Artificial intelligence should not be used as a tool to scale higher education but to reinvent courses, an edtech pioneer has argued.
Speaking at the Times Higher Education Innovation & Impact Summit in New Delhi, Ben Nelson, founder of Minerva University, said the conversation about the intersection of technology with education was “unlike the conversation about technology in any other sector”.
“In any other sector, the perspective is: our product is limited, it’s broken,” he said. “Technology comes in, it allows us to rethink it.
“In education we say, ‘We know our product is broken’, and when technology comes in, we ask, ‘How can we get the same product to more people?’”
Mr Nelson argued that the traditional higher education model was not fit for purpose because it “serves the wealthiest and most powerful, not best and brightest”, with top universities selecting “already good students” and then saying “look at all the wonderful things they’ve done”.
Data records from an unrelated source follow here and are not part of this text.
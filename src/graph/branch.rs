use std::collections::HashMap;

use crate::graph::{BranchId, TermId};

/// An ordered, name-scoped sequence of terms.
#[derive(Debug, Clone)]
pub struct Branch {
    pub id: BranchId,
    pub terms: Vec<TermId>,
    pub names: HashMap<String, TermId>,
    pub owning_term: Option<TermId>,
    /// Where the branch's contents came from, e.g. a script path.
    pub source: Option<String>,
}

impl Branch {
    pub fn new(id: BranchId, owning_term: Option<TermId>) -> Self {
        Self {
            id,
            terms: Vec::new(),
            names: HashMap::new(),
            owning_term,
            source: None,
        }
    }

    pub fn len(&self) -> usize {
        self.terms.len()
    }

    pub fn is_empty(&self) -> bool {
        self.terms.is_empty()
    }

    pub fn get(&self, index: usize) -> Option<TermId> {
        self.terms.get(index).copied()
    }

    pub fn last(&self) -> Option<TermId> {
        self.terms.last().copied()
    }

    pub fn get_local(&self, name: &str) -> Option<TermId> {
        self.names.get(name).copied()
    }
}
//! Graph scripts.
//!
//! A script is JSON describing a program statement by statement. There is no
//! text syntax to tokenize: each statement maps onto one or a few graph
//! construction calls, which [`loader::load_script`] performs.
//!
//! ```json
//! {
//!   "statements": [
//!     { "def": "f", "inputs": [["n", "int"]], "output": "int", "body": [
//!       { "return": { "call": "mult", "args": [{ "ref": "n" }, 2] } }
//!     ]},
//!     { "let": "x", "value": { "call": "f", "args": [4] } }
//!   ],
//!   "expect": { "x": 8 }
//! }
//! ```

pub mod loader;
pub mod runner;

use std::collections::BTreeMap;

use serde::Deserialize;

use crate::error::{Error, Result};

pub use loader::{load_expression, load_script};
pub use runner::{ScriptOutcome, TestReport, run_script, run_test_files};

#[derive(Debug, Clone, PartialEq, Deserialize)]
#[serde(deny_unknown_fields)]
pub struct Script {
    #[serde(default)]
    pub statements: Vec<Statement>,
    /// Values named terms must hold after one evaluation.
    #[serde(default)]
    pub expect: BTreeMap<String, serde_json::Value>,
    /// Error code the evaluation must fail with, e.g. `"E1008"`.
    #[serde(default)]
    pub expect_error: Option<String>,
}

/// One statement. Each variant is recognised by its leading key.
#[derive(Debug, Clone, PartialEq, Deserialize)]
#[serde(untagged)]
pub enum Statement {
    Def {
        def: String,
        #[serde(default)]
        inputs: Vec<(String, String)>,
        #[serde(default = "any_type")]
        output: String,
        body: Vec<Statement>,
    },
    State {
        state: String,
        #[serde(rename = "type", default = "any_type")]
        type_name: String,
        #[serde(default)]
        initial: Option<Expression>,
    },
    Let {
        #[serde(rename = "let")]
        name: String,
        value: Expression,
    },
    Return {
        #[serde(rename = "return")]
        value: Expression,
    },
    If {
        #[serde(rename = "if")]
        cases: Vec<Case>,
        #[serde(rename = "else", default)]
        otherwise: Option<Vec<Statement>>,
    },
    For {
        #[serde(rename = "for")]
        iterator: String,
        #[serde(rename = "in")]
        list: Expression,
        body: Vec<Statement>,
    },
    Assign {
        assign: String,
        value: Expression,
    },
    Feedback {
        feedback: String,
        desired: Expression,
    },
    Trainable {
        trainable: String,
    },
    Expression {
        expr: Expression,
    },
}

#[derive(Debug, Clone, PartialEq, Deserialize)]
pub struct Case {
    pub condition: Expression,
    pub body: Vec<Statement>,
}

/// An expression. Objects with a `ref`, `call` or `list` key are graph
/// references; any other JSON value except an object is a literal.
#[derive(Debug, Clone, PartialEq, Deserialize)]
#[serde(try_from = "serde_json::Value")]
pub enum Expression {
    Ref { name: String },
    Call { call: String, args: Vec<Expression> },
    List { list: Vec<Expression> },
    Literal(serde_json::Value),
}

impl TryFrom<serde_json::Value> for Expression {
    type Error = String;

    fn try_from(json: serde_json::Value) -> std::result::Result<Self, String> {
        use serde_json::Value as Json;
        let Json::Object(mut entries) = json else {
            return Ok(Expression::Literal(json));
        };
        if let Some(name) = entries.remove("ref") {
            let Json::String(name) = name else {
                return Err("`ref` must name a term".to_string());
            };
            return Ok(Expression::Ref { name });
        }
        if let Some(call) = entries.remove("call") {
            let Json::String(call) = call else {
                return Err("`call` must name a function".to_string());
            };
            let args = match entries.remove("args") {
                Some(args) => serde_json::from_value(args).map_err(|err| err.to_string())?,
                None => Vec::new(),
            };
            return Ok(Expression::Call { call, args });
        }
        if let Some(list) = entries.remove("list") {
            let list = serde_json::from_value(list).map_err(|err| err.to_string())?;
            return Ok(Expression::List { list });
        }
        let keys: Vec<&str> = entries.keys().map(String::as_str).collect();
        Err(format!("unrecognized expression with keys [{}]", keys.join(", ")))
    }
}


fn any_type() -> String {
    "any".to_string()
}

pub fn parse_script(text: &str) -> Result<Script> {
    serde_json::from_str(text).map_err(|err| Error::Script(format!("invalid script: {}", err)))
}

pub fn parse_expression(text: &str) -> Result<Expression> {
    serde_json::from_str(text).map_err(|err| Error::Script(format!("invalid expression: {}", err)))
}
The “most selective universities” show the “poorest” improvements in student outcomes, he claimed. “Maybe we shouldn’t be as focused on the inputs”.
Since establishing Minerva University in 2011, Mr Nelson has advocated for a renewed approach to higher education. In 2021, the organisation designed degree programmes for Zayed University in the UAE, which aimed to move away from lectures and instead focus on interdisciplinary, blended learning in small groups.
Speaking later at the same event, Roshni Nadar Malhotra, chairperson of HCL Technology and a trustee of the Shiv Nadar Foundation – from which the Indian university of the same name stems – said she felt that the “disruptive value [of technology] is often overestimated”.
While there is a lot of discussion about investment in AI, “from a true tangible profitability perspective, we’re still waiting to see results,” she said.
Instead, Ms Malhotra argued that higher education institutes should focus on having an “agile curriculum” focusing on the use of technology and how that will change the landscape going forward.
In India, she said, many students who entered engineering schools wanted to study computer science.
“Whereas if you look at industry and you talk about AI, you know that AI is going to completely disrupt those early jobs and software development life cycles are just going to get shorter,” Ms Malhotra said.
“So I would be really keen if the institutions of higher education could focus a lot more on the changes that technology is going to bring about in the workplace, regardless of whichever industry is there, and then, from that lens, really guide students as to what they should be taking.”
For example, she said, to find opportunities in India’s burgeoning semiconductor industry, engineering students needed to study materials science.
“I still don’t think that’s happening,” she said. “The job of philanthropic institutions such as ours is: we can use patient capital to change curriculums to be much more agile and, more than anything else, to guide students as well as parents towards other avenues.”